Here is how I would create such a filename:
$RootName = ‘Log ‘
$LogDate = Get-Date -Format d
$FileName = $RootName + $LogDate + ‘.txt’
The first line of code sets up a variable named $RootName, and assigns it a string of text that simply says Log. This is where you might use the name of your script if you were running this for real.
The second line of code assigns the current date to a variable named $LogDate. There are two things that are worth mentioning about this. First, you will notice that I have used the -Format parameter, followed by a lower case D. This tells PowerShell to use a short form representation of the date. You can find the available formatting options here.

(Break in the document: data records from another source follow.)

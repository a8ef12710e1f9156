//! Client configuration.
//!
//! Settings come from a TOML file, then environment overrides:
//!
//! ```toml
//! base_url = "https://localhost:7040/api"
//! timeout_secs = 30
//! user_agent = "taskboard-client/0.1.0"
//! ```
//!
//! `TASKBOARD_API_URL` and `TASKBOARD_TIMEOUT_SECS` override the file.

use crate::error::{Result, TaskboardError};
use reqwest::Url;
use serde::{Deserialize, Serialize};
use std::path::Path;
use std::time::Duration;
use tokio::fs;

pub const API_URL_ENV: &str = "TASKBOARD_API_URL";
pub const TIMEOUT_ENV: &str = "TASKBOARD_TIMEOUT_SECS";

const DEFAULT_BASE_URL: &str = "https://localhost:7040/api";
const DEFAULT_TIMEOUT_SECS: u64 = 30;

/// Connection settings for the board API
#[derive(Debug, Clone, PartialEq, Eq, Serialize, Deserialize)]
#[serde(default)]
pub struct ClientConfig {
    /// Root of the REST API; resource paths are appended to it
    pub base_url: String,
    pub timeout_secs: u64,
    pub user_agent: String,
}

impl Default for ClientConfig {
    fn default() -> Self {
        Self {
            base_url: DEFAULT_BASE_URL.to_string(),
            timeout_secs: DEFAULT_TIMEOUT_SECS,
            user_agent: format!("taskboard-client/{}", env!("CARGO_PKG_VERSION")),
        }
    }
}

impl ClientConfig {
    pub fn new(base_url: impl Into<String>) -> Self {
        Self {
            base_url: base_url.into(),
            ..Self::default()
        }
    }

    pub fn from_toml_str(contents: &str) -> Result<Self> {
        let config: Self =
            toml::from_str(contents).map_err(|e| TaskboardError::Config(e.to_string()))?;
        config.validate()?;
        Ok(config)
    }

    /// Loads a TOML config file; a missing file yields the defaults
    pub async fn load(path: impl AsRef<Path>) -> Result<Self> {
        let path = path.as_ref();
        if !path.exists() {
            return Ok(Self::default());
        }

        let contents = fs::read_to_string(path).await.map_err(|e| {
            TaskboardError::Config(format!("failed to read {}: {}", path.display(), e))
        })?;
        Self::from_toml_str(&contents)
    }

    /// Applies `TASKBOARD_API_URL` / `TASKBOARD_TIMEOUT_SECS`
    pub fn with_env_overrides(self) -> Result<Self> {
        self.with_overrides(|key| std::env::var(key).ok())
    }

    fn with_overrides(mut self, lookup: impl Fn(&str) -> Option<String>) -> Result<Self> {
        if let Some(url) = lookup(API_URL_ENV) {
            self.base_url = url;
        }
        if let Some(raw) = lookup(TIMEOUT_ENV) {
            self.timeout_secs = raw.trim().parse().map_err(|_| {
                TaskboardError::Config(format!("{} must be a whole number of seconds", TIMEOUT_ENV))
            })?;
        }
        self.validate()?;
        Ok(self)
    }

    pub fn validate(&self) -> Result<()> {
        self.api_root()?;
        if self.timeout_secs == 0 {
            return Err(TaskboardError::Config(
                "timeout_secs must be greater than zero".to_string(),
            ));
        }
        Ok(())
    }

    pub fn timeout(&self) -> Duration {
        Duration::from_secs(self.timeout_secs)
    }

    /// Base URL parsed, with a trailing slash so relative joins append
    pub fn api_root(&self) -> Result<Url> {
        let mut raw = self.base_url.trim().to_string();
        if !raw.ends_with('/') {
            raw.push('/');
        }
        let url = Url::parse(&raw)
            .map_err(|e| TaskboardError::Config(format!("invalid base_url '{}': {}", self.base_url, e)))?;
        match url.scheme() {
            "http" | "https" => Ok(url),
            other => Err(TaskboardError::Config(format!(
                "unsupported scheme '{}' in base_url",
                other
            ))),
        }
    }
}

#[cfg(test)]
mod tests {
    use super::*;
    use std::collections::HashMap;
    use tempfile::TempDir;

    #[test]
    fn test_defaults() {
        let config = ClientConfig::default();
        assert_eq!(config.base_url, "https://localhost:7040/api");
        assert_eq!(config.timeout(), Duration::from_secs(30));
        assert!(config.validate().is_ok());
    }

    #[test]
    fn test_partial_toml_keeps_defaults() {
        let config = ClientConfig::from_toml_str(r#"base_url = "http://boards.local/api""#).unwrap();
        assert_eq!(config.base_url, "http://boards.local/api");
        assert_eq!(config.timeout_secs, 30);
    }

    #[test]
    fn test_rejects_bad_scheme_and_zero_timeout() {
        assert!(ClientConfig::from_toml_str(r#"base_url = "ftp://boards.local""#).is_err());
        assert!(ClientConfig::from_toml_str("timeout_secs = 0").is_err());
    }

    #[test]
    fn test_api_root_has_trailing_slash() {
        let root = ClientConfig::new("http://boards.local/api").api_root().unwrap();
        assert_eq!(
            root.join("cards/ByColumn/3").unwrap().as_str(),
            "http://boards.local/api/cards/ByColumn/3"
        );
    }

    #[test]
    fn test_overrides() {
        let env: HashMap<&str, &str> = [
            (API_URL_ENV, "http://127.0.0.1:9000/api"),
            (TIMEOUT_ENV, "5"),
        ]
        .into_iter()
        .collect();

        let config = ClientConfig::default()
            .with_overrides(|key| env.get(key).map(|v| v.to_string()))
            .unwrap();

        assert_eq!(config.base_url, "http://127.0.0.1:9000/api");
        assert_eq!(config.timeout_secs, 5);

        let bad = ClientConfig::default().with_overrides(|key| {
            (key == TIMEOUT_ENV).then(|| "soon".to_string())
        });
        assert!(matches!(bad, Err(TaskboardError::Config(_))));
    }

    #[tokio::test]
    async fn test_load_from_file() {
        let temp_dir = TempDir::new().unwrap();
        let path = temp_dir.path().join("taskboard.toml");
        tokio::fs::write(&path, "base_url = \"http://localhost:5000/api\"\ntimeout_secs = 12\n")
            .await
            .unwrap();

        let config = ClientConfig::load(&path).await.unwrap();
        assert_eq!(config.base_url, "http://localhost:5000/api");
        assert_eq!(config.timeout_secs, 12);
    }

    #[tokio::test]
    async fn test_load_missing_file_uses_defaults() {
        let temp_dir = TempDir::new().unwrap();
        let config = ClientConfig::load(temp_dir.path().join("absent.toml"))
            .await
            .unwrap();
        assert_eq!(config, ClientConfig::default());
    }
}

The other thing worth mentioning is that it is also possible to use the $LogDate variable to write the date to your log file contents.
The last line of code creates a variable named $Filename that is based on the $RootName and $LogDate variables. You will also notice that I have appended a .txt extension to the filename. I have added these three lines of code to a script, along with a line that outputs the filename. You can see the results in the figure below.
Deleting old logs
As you can see, it is relatively easy to create log files whose filenames are based on the date, but what about deleting old log files? If your script is running on a regular basis anyway, then you can add a few lines of code to delete old log files. Let’s assume for example, that your log files reside in a folder named C:Logs, and you want to delete those log files after 30 days. You could identify the old log files by using this command:
Get-ChildItem “C:Logs*.txt” | Where LastWriteTime -LT (Get-Date).AddDays(-30)
The Get-ChildItem portion of the command retrieves the contents of a particular file folder. In this case, it is retrieving the .TXT files in the C:Logs folder. The WhereLastWriteTime portion of the command instructs PowerShell to filter the list of files based on when the file was last modified. For this situation, we are using a date filter. The Get-Date cmdlet retrieves the current date. AddDays is normally used to calculate a date in the future, but since I specified a negative number (-30) the command is looking at a day in the past. In other words, Get-ChildItem is retrieving a list of the .TXT files in the C:Logs folder that were last written more than 30 days ago (the -LT operator means “less than” and indicates that we want to look for files older than the specified date range).
If you look at the figure below, you can see that I have used the Dir command to retrieve a list of all of the text files in the current folder. I then used the command listed above to show which of these text files are more than 30 days old. If I wanted to automate the deletion of these files, I could use the Remove-Item cmdlet.
A big part of PowerShell script logging is creating log files in an organized way, and deleting old log files that are no longer needed. Fortunately, PowerShell makes it very easy to do both. In fact, you may have even noticed that when I identified the old log files, the command that I used was based on the file’s LastWriteTime attribute, not the filename. This method will work, even if the filename was not based on the creation date.